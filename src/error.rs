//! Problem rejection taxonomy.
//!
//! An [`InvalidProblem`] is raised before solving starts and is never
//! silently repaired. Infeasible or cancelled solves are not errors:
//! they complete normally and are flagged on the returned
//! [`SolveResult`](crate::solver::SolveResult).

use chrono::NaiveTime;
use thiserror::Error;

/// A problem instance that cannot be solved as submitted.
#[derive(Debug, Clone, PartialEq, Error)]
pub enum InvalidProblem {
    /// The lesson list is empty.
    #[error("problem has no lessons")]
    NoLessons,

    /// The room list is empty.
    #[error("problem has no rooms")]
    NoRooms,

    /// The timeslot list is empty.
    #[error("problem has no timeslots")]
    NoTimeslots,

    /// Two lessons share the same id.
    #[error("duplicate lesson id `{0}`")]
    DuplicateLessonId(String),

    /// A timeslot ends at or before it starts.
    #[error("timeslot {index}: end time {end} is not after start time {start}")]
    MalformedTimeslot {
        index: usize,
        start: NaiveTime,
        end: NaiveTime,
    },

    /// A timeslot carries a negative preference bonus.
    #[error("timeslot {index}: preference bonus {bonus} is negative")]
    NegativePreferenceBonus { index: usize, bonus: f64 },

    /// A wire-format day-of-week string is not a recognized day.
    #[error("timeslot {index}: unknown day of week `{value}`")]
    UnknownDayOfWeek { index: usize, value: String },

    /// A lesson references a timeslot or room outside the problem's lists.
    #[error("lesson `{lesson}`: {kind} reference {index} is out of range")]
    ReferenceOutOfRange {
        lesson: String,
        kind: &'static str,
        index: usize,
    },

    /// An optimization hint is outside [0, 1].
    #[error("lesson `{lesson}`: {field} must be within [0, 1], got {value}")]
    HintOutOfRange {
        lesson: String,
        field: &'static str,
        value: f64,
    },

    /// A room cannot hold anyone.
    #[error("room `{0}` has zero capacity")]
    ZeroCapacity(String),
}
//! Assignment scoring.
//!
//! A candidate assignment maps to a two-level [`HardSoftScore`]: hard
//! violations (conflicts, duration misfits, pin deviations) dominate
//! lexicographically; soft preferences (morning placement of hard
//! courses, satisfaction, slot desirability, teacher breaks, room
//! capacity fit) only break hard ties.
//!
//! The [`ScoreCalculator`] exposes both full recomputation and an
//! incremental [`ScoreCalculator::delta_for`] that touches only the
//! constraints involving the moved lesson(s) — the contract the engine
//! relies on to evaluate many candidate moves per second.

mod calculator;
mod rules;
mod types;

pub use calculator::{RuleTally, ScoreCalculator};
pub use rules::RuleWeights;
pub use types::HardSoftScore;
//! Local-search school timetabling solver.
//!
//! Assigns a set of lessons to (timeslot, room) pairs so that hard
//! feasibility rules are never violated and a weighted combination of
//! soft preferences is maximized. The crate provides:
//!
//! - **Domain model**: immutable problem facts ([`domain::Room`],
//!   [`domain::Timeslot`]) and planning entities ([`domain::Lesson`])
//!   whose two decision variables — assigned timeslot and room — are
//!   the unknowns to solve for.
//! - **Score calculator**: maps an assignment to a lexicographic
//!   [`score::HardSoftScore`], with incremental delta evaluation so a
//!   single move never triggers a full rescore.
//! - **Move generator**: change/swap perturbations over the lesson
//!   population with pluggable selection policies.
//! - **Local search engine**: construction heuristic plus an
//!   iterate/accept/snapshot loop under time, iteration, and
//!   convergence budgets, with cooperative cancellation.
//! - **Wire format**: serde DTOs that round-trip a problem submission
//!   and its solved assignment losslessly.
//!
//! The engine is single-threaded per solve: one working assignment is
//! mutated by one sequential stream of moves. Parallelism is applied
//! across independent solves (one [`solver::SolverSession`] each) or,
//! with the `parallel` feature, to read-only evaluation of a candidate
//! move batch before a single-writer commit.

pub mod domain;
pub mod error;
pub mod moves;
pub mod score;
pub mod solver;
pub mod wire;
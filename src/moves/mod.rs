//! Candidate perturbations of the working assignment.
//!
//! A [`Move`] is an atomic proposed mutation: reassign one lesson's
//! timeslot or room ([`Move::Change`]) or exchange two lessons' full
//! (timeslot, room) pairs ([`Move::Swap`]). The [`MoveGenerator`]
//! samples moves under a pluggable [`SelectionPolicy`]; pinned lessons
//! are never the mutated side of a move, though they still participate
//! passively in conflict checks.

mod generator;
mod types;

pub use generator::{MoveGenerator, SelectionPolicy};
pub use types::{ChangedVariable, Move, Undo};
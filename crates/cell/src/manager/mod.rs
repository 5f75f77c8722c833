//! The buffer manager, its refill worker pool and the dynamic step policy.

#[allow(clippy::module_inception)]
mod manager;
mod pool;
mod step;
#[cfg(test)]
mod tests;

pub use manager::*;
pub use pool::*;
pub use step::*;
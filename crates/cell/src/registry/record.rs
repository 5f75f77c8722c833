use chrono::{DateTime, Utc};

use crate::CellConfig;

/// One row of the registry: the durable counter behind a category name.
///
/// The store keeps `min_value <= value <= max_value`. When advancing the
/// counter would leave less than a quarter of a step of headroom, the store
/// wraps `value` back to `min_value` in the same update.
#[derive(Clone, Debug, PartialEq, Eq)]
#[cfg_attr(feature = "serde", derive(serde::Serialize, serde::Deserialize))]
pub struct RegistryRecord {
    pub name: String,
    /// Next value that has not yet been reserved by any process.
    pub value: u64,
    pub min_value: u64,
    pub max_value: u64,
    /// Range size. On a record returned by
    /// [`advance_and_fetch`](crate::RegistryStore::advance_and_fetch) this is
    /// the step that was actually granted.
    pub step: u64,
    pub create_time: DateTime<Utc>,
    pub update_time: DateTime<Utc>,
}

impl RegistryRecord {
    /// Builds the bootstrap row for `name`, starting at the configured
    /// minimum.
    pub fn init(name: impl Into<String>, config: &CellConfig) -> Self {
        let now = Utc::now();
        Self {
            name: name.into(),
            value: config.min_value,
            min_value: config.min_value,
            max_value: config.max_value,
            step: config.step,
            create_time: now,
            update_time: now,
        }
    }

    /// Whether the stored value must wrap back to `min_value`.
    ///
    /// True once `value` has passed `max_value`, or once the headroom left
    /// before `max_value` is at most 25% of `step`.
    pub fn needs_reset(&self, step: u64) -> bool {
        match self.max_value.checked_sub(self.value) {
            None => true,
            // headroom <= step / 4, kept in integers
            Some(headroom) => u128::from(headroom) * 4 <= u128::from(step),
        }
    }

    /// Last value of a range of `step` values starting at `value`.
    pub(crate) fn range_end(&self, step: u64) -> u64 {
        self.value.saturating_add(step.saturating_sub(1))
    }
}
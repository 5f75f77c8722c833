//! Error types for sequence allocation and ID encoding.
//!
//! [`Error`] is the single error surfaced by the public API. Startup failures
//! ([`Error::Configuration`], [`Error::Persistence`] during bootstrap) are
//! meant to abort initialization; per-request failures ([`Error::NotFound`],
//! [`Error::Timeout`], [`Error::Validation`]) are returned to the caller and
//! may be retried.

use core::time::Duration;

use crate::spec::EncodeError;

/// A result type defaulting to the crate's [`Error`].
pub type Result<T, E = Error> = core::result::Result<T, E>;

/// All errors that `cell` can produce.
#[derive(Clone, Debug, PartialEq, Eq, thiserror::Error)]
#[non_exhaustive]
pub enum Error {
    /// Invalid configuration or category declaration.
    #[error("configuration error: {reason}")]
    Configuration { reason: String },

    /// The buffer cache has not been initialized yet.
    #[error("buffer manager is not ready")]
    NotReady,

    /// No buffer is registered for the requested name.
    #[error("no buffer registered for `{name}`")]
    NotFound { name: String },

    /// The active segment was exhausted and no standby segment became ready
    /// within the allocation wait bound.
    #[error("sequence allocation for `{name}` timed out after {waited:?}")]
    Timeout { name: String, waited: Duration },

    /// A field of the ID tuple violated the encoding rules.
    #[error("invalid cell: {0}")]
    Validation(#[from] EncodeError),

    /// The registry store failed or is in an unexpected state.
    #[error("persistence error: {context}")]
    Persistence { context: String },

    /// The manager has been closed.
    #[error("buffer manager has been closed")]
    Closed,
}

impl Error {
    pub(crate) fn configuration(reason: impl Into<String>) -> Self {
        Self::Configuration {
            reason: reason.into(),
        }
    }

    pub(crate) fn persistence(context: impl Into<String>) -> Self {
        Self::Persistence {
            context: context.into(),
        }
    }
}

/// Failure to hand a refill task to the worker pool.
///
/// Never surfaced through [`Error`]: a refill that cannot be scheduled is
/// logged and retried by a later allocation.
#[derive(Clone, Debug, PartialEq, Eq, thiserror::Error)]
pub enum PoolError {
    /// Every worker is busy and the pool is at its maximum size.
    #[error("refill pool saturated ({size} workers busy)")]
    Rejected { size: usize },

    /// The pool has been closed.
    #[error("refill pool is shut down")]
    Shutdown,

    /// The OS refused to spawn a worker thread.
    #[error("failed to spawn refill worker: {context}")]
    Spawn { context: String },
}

---

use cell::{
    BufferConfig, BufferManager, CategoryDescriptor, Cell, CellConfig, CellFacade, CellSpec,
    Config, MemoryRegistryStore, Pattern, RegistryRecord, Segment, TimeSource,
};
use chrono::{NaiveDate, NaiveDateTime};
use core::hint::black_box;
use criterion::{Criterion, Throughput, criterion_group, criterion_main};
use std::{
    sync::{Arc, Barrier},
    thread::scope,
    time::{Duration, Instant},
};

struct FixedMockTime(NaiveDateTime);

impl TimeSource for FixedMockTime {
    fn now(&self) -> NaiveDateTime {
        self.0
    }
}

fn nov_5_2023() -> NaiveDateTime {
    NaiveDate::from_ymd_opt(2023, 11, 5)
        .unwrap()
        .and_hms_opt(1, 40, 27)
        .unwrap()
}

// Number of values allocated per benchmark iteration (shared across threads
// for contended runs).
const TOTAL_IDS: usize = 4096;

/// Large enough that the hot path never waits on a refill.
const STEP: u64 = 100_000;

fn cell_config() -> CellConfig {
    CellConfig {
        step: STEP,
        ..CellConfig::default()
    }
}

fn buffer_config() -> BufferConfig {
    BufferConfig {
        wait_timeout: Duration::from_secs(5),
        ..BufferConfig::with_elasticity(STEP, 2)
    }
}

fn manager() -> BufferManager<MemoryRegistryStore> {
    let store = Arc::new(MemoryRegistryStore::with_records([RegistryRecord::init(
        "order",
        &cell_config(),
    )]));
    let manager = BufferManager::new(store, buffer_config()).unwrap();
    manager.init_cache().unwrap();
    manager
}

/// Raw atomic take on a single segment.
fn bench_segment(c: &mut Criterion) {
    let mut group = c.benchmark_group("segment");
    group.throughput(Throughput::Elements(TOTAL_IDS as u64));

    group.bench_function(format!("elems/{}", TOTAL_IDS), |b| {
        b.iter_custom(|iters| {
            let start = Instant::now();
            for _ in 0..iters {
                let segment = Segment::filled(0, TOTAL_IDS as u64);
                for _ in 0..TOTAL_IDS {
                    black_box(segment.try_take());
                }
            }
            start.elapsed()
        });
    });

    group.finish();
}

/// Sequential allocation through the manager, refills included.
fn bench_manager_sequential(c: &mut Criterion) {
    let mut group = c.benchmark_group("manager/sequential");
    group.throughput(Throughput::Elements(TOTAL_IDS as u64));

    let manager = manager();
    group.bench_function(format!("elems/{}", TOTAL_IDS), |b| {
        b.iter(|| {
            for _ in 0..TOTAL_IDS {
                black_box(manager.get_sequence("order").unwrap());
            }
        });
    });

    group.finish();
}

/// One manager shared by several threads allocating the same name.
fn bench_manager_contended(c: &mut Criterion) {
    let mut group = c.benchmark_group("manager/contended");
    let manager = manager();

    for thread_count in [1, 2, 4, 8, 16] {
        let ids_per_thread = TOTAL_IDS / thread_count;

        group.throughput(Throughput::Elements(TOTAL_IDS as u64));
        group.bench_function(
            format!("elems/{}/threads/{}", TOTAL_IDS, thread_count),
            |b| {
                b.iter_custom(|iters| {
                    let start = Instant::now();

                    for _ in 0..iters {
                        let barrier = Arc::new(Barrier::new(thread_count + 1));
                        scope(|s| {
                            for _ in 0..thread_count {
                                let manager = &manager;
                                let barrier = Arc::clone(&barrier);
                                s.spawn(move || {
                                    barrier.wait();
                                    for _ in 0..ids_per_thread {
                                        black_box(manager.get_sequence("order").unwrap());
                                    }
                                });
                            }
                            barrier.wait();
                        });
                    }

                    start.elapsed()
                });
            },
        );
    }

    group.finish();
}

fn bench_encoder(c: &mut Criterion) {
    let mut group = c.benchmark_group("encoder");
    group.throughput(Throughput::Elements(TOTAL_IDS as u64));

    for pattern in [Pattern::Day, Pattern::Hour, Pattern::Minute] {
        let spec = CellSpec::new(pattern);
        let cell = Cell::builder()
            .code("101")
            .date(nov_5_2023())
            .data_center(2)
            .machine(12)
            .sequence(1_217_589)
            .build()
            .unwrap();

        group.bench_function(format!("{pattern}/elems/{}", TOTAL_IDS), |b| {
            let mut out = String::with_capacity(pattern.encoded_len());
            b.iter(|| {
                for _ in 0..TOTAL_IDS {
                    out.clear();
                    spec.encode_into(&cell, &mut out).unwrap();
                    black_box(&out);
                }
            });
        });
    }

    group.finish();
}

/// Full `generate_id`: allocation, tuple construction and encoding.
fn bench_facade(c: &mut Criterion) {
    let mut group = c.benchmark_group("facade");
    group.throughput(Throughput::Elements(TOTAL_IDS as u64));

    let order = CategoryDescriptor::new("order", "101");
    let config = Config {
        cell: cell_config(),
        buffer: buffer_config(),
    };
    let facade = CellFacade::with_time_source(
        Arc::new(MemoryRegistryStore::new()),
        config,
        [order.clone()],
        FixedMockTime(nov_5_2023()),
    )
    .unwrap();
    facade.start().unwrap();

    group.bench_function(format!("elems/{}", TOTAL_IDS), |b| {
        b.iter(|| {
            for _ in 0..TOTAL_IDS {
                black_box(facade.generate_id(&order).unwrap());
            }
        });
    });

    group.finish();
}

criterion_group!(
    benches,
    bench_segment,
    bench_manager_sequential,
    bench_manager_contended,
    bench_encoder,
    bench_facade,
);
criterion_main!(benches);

» **Exercise directions**:
Here the output must be the lines above from the line with "filename src/error.rs" to the line with "#[derive(Debug, Clone, PartialEq, Error)]", both included, duplicated word for word and nothing else.

» **Result for this exercise**:
filename src/error.rs
//! Problem rejection taxonomy.
//!
//! An [`InvalidProblem`] is raised before solving starts and is never
//! silently repaired. Infeasible or cancelled solves are not errors:
//! they complete normally and are flagged on the returned
//! [`SolveResult`](crate::solver::SolveResult).

use chrono::NaiveTime;
use thiserror::Error;

/// A problem instance that cannot be solved as submitted.
#[derive(Debug, Clone, PartialEq, Error)]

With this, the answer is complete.